* _AIM OF THE EXERCISE_
Your response should be a copy of each line in the listing below that includes the word "Duration".

* _RECORDS FOR THIS EXERCISE_
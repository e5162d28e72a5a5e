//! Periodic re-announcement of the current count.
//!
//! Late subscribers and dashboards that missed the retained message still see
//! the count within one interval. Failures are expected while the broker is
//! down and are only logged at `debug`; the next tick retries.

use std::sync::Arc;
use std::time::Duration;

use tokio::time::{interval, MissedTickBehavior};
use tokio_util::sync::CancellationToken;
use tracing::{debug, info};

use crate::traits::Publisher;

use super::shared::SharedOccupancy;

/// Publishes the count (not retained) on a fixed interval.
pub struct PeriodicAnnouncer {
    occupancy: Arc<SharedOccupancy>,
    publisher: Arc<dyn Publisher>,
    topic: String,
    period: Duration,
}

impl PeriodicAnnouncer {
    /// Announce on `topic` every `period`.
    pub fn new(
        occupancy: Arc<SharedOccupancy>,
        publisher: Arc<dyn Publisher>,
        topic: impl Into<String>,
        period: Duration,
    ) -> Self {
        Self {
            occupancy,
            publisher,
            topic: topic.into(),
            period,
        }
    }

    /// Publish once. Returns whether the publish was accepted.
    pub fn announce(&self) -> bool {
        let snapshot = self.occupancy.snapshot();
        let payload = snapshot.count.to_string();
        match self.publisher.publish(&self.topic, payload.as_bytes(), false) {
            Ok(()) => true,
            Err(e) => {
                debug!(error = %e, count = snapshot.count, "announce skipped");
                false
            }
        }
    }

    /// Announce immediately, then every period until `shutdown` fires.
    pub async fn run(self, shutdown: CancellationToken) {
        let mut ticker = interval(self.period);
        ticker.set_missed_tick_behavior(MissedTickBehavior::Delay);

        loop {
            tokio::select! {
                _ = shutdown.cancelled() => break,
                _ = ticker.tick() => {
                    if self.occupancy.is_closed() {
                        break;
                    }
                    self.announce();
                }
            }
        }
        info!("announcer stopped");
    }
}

* _EXERCISE RESPONSE_
use std::time::Duration;
    period: Duration,
        period: Duration,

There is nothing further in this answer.